**SUPPLIED RECORDS**
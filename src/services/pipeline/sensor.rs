use crate::error::PipelineError;
use crate::ids::notification_key;
use crate::models::{ProfileKind, Reading, SensorSnapshot};
use crate::services::analysis_backend::AnalysisBackend;
use crate::services::catalog::RelationalCatalog;
use crate::services::notifications::{compose_alert, NotificationLedger, NotificationSink};
use crate::services::timeseries::TimeSeriesReader;
use chrono::{NaiveDate, SecondsFormat};
use std::sync::Arc;
use std::time::Duration;

#[derive(Debug, Clone, Copy, PartialEq, Eq)]
pub enum SensorOutcome {
    NoSourceAddress,
    EmptyWindow,
    Safe,
    OwnerMissing,
    AlreadyNotified,
    Notified,
    NotificationFailed,
}

impl SensorOutcome {
    pub fn as_str(&self) -> &'static str {
        match self {
            SensorOutcome::NoSourceAddress => "no_source_address",
            SensorOutcome::EmptyWindow => "empty_window",
            SensorOutcome::Safe => "safe",
            SensorOutcome::OwnerMissing => "owner_missing",
            SensorOutcome::AlreadyNotified => "already_notified",
            SensorOutcome::Notified => "notified",
            SensorOutcome::NotificationFailed => "notification_failed",
        }
    }
}

/// Oldest first, one reading per line.
pub fn summarize_readings(readings: &[Reading]) -> String {
    readings
        .iter()
        .rev()
        .map(|reading| {
            format!(
                "{} - {} - {:.2}",
                reading.source_address,
                reading.time.to_rfc3339_opts(SecondsFormat::Secs, true),
                reading.temperature
            )
        })
        .collect::<Vec<_>>()
        .join("\n")
}

pub struct AnalysisPipeline {
    reader: Arc<dyn TimeSeriesReader>,
    catalog: Arc<dyn RelationalCatalog>,
    backend: Arc<dyn AnalysisBackend>,
    sink: Arc<dyn NotificationSink>,
    ledger: Option<Arc<dyn NotificationLedger>>,
    window: Duration,
}

impl AnalysisPipeline {
    pub fn new(
        reader: Arc<dyn TimeSeriesReader>,
        catalog: Arc<dyn RelationalCatalog>,
        backend: Arc<dyn AnalysisBackend>,
        sink: Arc<dyn NotificationSink>,
        window: Duration,
    ) -> Self {
        Self {
            reader,
            catalog,
            backend,
            sink,
            ledger: None,
            window,
        }
    }

    pub fn with_ledger(mut self, ledger: Arc<dyn NotificationLedger>) -> Self {
        self.ledger = Some(ledger);
        self
    }

    /// Runs one sensor for one profile. Errors are the unit-fatal ones; every other ending
    /// is an outcome.
    pub async fn run_sensor(
        &self,
        profile: ProfileKind,
        run_date: NaiveDate,
        sensor: &SensorSnapshot,
    ) -> Result<SensorOutcome, PipelineError> {
        let Some(source_address) = sensor
            .source_address
            .as_deref()
            .map(str::trim)
            .filter(|value| !value.is_empty())
        else {
            tracing::info!(sensor_id = sensor.id, "sensor has no source address; skipping");
            return Ok(SensorOutcome::NoSourceAddress);
        };

        let readings = self.reader.query(source_address, self.window).await?;
        if readings.is_empty() {
            tracing::info!(sensor_id = sensor.id, source_address, "no readings in window; nothing to do");
            return Ok(SensorOutcome::EmptyWindow);
        }

        let summary = summarize_readings(&readings);
        let verdict = self.backend.analyze(profile, &summary).await?;
        tracing::info!(
            sensor_id = sensor.id,
            readings = readings.len(),
            assessment = verdict.assessment.as_str(),
            "analysis verdict received"
        );
        if !verdict.is_risk() {
            return Ok(SensorOutcome::Safe);
        }

        let Some(owner) = self.catalog.user_for_sensor(sensor.id).await? else {
            tracing::warn!(sensor_id = sensor.id, "risk verdict but sensor has no owner; skipping");
            return Ok(SensorOutcome::OwnerMissing);
        };

        let key = notification_key(sensor.id, profile, run_date);
        if let Some(ledger) = self.ledger.as_ref() {
            if !ledger.try_claim(&key).await? {
                tracing::info!(sensor_id = sensor.id, key = %key, "alert already sent for this run");
                return Ok(SensorOutcome::AlreadyNotified);
            }
        }

        let message = compose_alert(profile, sensor, &verdict.message, &owner);
        match self.sink.send(&message).await {
            Ok(()) => {
                tracing::info!(sensor_id = sensor.id, user_id = owner.id, "alert sent");
                Ok(SensorOutcome::Notified)
            }
            Err(err) => {
                tracing::error!(
                    sensor_id = sensor.id,
                    user_id = owner.id,
                    error = %err,
                    "alert delivery failed"
                );
                if let Some(ledger) = self.ledger.as_ref() {
                    if let Err(err) = ledger.release(&key).await {
                        tracing::warn!(key = %key, error = %err, "failed to release alert key");
                    }
                }
                Ok(SensorOutcome::NotificationFailed)
            }
        }
    }
}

**PROBLEM STATEMENT**
Write out exactly, and only, each line from the one with "tracing::warn!(key = %key, error" down to the last line of the records above.

**TASK RESPONSE**
                        tracing::warn!(key = %key, error = %err, "failed to release alert key");
                    }
                }
                Ok(SensorOutcome::NotificationFailed)
            }
        }
    }
}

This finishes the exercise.